WHAT THIS TASK INVOLVES
Report every line of the records that includes the word "impl".

INFORMATION PROVIDED
§ §

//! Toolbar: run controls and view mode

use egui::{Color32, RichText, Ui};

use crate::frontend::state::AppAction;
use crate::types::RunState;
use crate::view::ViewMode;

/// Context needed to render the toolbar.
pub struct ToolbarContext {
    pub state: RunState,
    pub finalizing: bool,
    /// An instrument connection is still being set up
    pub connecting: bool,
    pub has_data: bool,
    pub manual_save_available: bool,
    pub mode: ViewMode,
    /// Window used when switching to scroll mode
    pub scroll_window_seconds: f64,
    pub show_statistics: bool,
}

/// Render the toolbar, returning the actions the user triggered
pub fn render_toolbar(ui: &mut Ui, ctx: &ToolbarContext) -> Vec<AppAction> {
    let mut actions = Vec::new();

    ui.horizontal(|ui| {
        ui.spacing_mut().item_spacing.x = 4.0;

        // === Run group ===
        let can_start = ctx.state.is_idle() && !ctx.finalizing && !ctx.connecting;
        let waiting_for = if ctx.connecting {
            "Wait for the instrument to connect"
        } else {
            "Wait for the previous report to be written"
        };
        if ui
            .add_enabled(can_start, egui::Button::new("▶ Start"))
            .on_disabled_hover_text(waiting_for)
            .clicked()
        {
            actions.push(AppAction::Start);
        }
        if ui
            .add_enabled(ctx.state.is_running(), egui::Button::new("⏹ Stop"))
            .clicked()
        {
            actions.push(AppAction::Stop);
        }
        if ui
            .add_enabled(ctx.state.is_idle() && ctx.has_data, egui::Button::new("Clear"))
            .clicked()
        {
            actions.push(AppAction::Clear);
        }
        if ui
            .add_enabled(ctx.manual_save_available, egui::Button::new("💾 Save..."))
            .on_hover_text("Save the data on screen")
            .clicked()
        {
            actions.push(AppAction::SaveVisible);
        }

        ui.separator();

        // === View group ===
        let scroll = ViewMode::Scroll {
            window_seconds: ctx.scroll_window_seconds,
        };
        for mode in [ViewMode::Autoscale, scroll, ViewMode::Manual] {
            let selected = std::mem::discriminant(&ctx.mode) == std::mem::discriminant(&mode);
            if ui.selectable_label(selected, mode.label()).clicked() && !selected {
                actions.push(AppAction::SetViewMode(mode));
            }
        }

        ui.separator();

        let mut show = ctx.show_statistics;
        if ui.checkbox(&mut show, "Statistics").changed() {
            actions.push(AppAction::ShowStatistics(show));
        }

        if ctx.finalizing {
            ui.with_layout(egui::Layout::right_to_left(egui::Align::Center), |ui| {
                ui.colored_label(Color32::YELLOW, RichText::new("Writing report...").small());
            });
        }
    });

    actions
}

§ §

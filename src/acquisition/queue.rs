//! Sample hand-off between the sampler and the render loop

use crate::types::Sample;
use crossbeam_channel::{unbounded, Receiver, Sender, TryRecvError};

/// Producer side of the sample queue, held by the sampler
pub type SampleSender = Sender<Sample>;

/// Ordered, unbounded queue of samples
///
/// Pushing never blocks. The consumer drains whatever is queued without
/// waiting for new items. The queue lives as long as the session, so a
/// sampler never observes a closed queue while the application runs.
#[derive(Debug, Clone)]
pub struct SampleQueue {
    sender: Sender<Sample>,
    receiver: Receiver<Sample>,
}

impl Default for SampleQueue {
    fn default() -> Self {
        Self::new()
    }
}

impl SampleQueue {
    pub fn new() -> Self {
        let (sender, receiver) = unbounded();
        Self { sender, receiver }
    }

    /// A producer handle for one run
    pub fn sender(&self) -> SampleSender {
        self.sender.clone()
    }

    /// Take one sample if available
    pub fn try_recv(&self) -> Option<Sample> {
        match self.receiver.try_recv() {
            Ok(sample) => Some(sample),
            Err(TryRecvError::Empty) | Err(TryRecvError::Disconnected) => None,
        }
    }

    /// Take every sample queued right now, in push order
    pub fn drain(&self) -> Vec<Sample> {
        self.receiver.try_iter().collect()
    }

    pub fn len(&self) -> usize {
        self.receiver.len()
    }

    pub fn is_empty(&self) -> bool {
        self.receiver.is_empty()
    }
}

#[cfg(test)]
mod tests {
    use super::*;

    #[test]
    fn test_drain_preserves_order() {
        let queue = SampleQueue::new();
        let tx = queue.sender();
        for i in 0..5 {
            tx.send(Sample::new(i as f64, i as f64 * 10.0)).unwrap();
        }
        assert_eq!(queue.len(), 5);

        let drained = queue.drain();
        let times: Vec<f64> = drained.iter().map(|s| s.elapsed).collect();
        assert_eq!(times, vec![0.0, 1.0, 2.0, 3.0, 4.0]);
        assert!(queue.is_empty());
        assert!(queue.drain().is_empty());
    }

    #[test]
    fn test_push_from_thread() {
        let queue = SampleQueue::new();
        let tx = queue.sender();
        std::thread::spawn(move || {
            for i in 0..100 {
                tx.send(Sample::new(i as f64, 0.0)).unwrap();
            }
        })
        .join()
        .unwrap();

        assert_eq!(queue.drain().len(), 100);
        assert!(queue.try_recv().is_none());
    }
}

§ §

SOLUTION TO THE PROBLEM
impl Default for SampleQueue {
impl SampleQueue {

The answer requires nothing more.